Crescente emissão de gases do efeito estufa e a inclusão de máquinas no mercado de trabalho afetam principalmente países pobres

A ONU, Organização das Nações Unidas, publica nesta segunda-feira (11) o Relatório de Desenvolvimento Humano de 2019. Além de avaliar o desenvolvimento e a desigualdade em 150 países, o documento também aponta tendências que podem ser confirmadas nos próximos anos.

A mudança climática e as transformações tecnológicas são apontados como dois fatores que podem interferir no desenvolvimento das nações no século 21.

Os problemas que resultam das mudanças climáticas não atingem todos da mesma maneira. Segundo o relatório, a população dos países mais pobres sentirá primeiro e com mais intensidade esses efeitos do que as nações mais ricas.

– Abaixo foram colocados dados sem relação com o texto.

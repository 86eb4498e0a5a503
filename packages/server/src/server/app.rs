//! Application setup and router configuration.

use std::sync::Arc;

use axum::{
    routing::{get, post},
    Router,
};
use tower_http::trace::TraceLayer;

use crate::deps::ServerDeps;
use crate::dispatcher::Dispatcher;
use crate::server::routes::{events_handler, health_handler};

#[derive(Clone)]
pub struct AppState {
    pub deps: ServerDeps,
    pub dispatcher: Arc<Dispatcher>,
}

/// Build the control-plane HTTP application.
pub fn build_app(deps: ServerDeps) -> Router {
    let state = AppState {
        dispatcher: Arc::new(Dispatcher::new(deps.clone())),
        deps,
    };

    Router::new()
        .route("/events", post(events_handler))
        .route("/health", get(health_handler))
        .layer(TraceLayer::new_for_http())
        .with_state(state)
}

A emissão do gás carbônico, por exemplo, é uma das causas da intensificação do efeito estufa que afeta o clima do planeta. Os países com o IDH mais alto são os maiores emissores desse poluente que tem 87% da sua origem a queima de combustíveis fósseis. O relatório ponta que 10% dos países mais ricos do mundo são responsáveis por 45% da emissão de poluentes na atmosfera.

Segundo a ONU, a desigualdade entre os países seria 25% maior por conta das mudanças climáticas.

O estudo projeta que as nações mais pobres podem ter uma perda de 2% até 20% da perda de suas riquezas na segunda metade do século. Estima-se que cada aumento de 1 °C na temperatura média da superfície global custará 1,2% do PIB mundial.

Máquinas e o mercado de trabalho

A evolução da tecnologia e a inclusão das máquinas no mercado de trabalho também podem ter um impacto no futuro do planeta. O relatório ressalta a importância de a evolução tecnológica trabalhar para o progresso da humanidade.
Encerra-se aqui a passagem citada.